WORK ORDER – Every line in the entries that holds "SessionConfig" should be identified and copied.

DATA EXTRACT –
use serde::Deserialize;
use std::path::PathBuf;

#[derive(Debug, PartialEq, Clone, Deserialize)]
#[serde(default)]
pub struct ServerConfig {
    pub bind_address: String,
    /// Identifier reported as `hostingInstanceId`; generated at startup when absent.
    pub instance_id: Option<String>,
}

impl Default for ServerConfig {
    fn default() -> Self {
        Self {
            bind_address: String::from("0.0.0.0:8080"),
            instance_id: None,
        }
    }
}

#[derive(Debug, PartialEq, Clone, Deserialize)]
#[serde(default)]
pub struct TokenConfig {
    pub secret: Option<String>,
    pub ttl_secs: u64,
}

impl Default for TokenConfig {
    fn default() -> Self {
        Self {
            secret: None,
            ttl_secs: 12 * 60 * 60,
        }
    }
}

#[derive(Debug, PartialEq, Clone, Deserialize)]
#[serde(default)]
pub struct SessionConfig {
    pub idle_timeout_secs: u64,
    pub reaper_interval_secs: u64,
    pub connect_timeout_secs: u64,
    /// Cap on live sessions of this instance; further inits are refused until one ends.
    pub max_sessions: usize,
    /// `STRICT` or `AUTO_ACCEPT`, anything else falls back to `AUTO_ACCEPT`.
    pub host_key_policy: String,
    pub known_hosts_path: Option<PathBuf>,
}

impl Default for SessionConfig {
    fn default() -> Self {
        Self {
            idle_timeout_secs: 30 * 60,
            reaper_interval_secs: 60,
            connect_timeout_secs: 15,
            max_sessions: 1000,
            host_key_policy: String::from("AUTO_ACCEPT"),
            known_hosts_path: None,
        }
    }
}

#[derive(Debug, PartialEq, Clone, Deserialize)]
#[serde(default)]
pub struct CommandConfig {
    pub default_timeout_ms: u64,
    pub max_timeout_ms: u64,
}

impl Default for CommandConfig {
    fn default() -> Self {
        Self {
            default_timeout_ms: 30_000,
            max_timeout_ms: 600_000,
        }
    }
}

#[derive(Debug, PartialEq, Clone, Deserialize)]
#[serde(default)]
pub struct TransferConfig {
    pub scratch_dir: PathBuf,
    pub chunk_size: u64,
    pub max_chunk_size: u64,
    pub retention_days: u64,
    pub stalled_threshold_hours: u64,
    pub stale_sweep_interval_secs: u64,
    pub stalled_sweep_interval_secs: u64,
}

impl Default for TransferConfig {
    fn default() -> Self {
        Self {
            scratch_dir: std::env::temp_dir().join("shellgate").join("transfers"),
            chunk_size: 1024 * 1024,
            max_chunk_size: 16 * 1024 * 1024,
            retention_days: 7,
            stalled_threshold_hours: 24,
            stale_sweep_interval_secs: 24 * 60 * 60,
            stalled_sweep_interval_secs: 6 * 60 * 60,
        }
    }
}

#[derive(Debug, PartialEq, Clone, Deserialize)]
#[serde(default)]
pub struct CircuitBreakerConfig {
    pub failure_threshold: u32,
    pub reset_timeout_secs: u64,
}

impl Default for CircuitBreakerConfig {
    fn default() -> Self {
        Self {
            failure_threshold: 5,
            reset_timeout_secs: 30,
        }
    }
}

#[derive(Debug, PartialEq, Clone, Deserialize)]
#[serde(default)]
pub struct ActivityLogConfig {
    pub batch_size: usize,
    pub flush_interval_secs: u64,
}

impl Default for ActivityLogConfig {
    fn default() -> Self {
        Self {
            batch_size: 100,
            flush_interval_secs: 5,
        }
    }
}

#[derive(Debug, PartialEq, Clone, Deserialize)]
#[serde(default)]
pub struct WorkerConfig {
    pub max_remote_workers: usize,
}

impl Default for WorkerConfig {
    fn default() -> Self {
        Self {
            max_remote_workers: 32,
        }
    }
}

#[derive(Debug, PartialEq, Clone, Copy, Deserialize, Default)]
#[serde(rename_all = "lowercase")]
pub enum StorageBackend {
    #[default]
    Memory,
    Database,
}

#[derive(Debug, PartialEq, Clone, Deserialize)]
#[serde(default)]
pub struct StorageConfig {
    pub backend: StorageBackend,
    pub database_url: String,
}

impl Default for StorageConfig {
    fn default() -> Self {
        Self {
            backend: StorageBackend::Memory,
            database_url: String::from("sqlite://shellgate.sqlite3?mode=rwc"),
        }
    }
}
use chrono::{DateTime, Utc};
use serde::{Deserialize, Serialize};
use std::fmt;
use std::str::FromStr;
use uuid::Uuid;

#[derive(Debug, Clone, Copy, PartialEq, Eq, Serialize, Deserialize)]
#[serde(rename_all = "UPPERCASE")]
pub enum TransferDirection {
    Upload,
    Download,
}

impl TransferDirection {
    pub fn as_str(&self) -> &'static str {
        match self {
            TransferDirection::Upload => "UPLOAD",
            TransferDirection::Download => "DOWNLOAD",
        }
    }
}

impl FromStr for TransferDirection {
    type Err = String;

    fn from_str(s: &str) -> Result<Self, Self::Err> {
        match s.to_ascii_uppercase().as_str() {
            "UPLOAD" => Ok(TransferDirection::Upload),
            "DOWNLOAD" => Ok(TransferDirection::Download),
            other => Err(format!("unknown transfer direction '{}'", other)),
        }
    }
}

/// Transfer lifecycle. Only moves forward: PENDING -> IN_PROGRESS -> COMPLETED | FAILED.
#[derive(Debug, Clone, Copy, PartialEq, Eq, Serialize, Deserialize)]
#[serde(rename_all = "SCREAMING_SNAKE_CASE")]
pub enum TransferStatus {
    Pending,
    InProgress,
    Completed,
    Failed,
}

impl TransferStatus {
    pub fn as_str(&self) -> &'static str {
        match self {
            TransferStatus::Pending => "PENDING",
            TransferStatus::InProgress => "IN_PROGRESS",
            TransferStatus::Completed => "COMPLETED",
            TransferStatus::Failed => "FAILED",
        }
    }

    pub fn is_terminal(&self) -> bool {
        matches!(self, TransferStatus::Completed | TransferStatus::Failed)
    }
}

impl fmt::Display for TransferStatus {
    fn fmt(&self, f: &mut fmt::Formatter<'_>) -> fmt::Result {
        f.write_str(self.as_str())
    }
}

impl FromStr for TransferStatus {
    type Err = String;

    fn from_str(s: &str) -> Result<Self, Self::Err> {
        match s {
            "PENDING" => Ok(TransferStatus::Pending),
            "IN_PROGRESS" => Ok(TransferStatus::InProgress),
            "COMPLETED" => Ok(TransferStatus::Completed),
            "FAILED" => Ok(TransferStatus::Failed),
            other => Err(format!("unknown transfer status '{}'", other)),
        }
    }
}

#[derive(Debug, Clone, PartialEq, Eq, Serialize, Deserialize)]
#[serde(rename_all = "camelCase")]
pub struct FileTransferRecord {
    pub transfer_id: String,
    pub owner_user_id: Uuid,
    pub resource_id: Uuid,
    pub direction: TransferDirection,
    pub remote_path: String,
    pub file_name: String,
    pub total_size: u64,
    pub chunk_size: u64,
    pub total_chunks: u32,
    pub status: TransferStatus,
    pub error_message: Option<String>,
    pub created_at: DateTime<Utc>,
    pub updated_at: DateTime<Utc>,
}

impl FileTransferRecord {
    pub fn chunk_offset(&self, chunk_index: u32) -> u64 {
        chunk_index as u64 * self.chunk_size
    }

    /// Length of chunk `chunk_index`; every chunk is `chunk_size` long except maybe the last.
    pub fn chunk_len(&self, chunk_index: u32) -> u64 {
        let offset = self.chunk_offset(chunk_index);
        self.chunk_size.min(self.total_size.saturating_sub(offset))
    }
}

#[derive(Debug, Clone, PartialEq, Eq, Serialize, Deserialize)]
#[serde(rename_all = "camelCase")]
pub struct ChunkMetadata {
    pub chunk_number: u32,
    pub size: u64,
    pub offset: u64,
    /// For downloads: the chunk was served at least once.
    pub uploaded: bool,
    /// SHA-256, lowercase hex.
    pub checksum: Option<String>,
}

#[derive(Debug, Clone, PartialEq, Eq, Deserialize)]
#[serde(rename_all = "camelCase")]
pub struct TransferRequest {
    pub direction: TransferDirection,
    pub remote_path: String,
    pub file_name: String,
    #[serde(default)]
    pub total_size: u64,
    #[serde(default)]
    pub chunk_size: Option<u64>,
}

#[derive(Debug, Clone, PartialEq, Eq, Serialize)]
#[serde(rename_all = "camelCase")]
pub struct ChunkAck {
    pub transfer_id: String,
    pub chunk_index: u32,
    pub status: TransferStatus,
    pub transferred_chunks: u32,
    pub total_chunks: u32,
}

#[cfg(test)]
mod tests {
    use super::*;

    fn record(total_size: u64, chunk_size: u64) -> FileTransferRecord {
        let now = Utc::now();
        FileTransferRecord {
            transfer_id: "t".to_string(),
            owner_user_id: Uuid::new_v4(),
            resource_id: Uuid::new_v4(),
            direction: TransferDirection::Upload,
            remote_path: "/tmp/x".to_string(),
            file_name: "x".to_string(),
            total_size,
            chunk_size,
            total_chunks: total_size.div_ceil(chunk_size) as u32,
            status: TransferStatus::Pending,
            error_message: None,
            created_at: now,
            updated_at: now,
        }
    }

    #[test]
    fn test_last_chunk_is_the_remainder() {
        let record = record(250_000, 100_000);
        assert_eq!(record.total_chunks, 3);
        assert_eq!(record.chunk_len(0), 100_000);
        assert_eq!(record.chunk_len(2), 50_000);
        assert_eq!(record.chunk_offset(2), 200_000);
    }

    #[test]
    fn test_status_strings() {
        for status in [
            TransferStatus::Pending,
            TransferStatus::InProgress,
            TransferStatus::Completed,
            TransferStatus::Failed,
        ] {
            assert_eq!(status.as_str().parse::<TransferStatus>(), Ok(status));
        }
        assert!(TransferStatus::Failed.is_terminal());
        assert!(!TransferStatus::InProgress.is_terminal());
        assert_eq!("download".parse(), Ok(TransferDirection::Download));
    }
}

TASK RESULT –
pub struct SessionConfig {
impl Default for SessionConfig {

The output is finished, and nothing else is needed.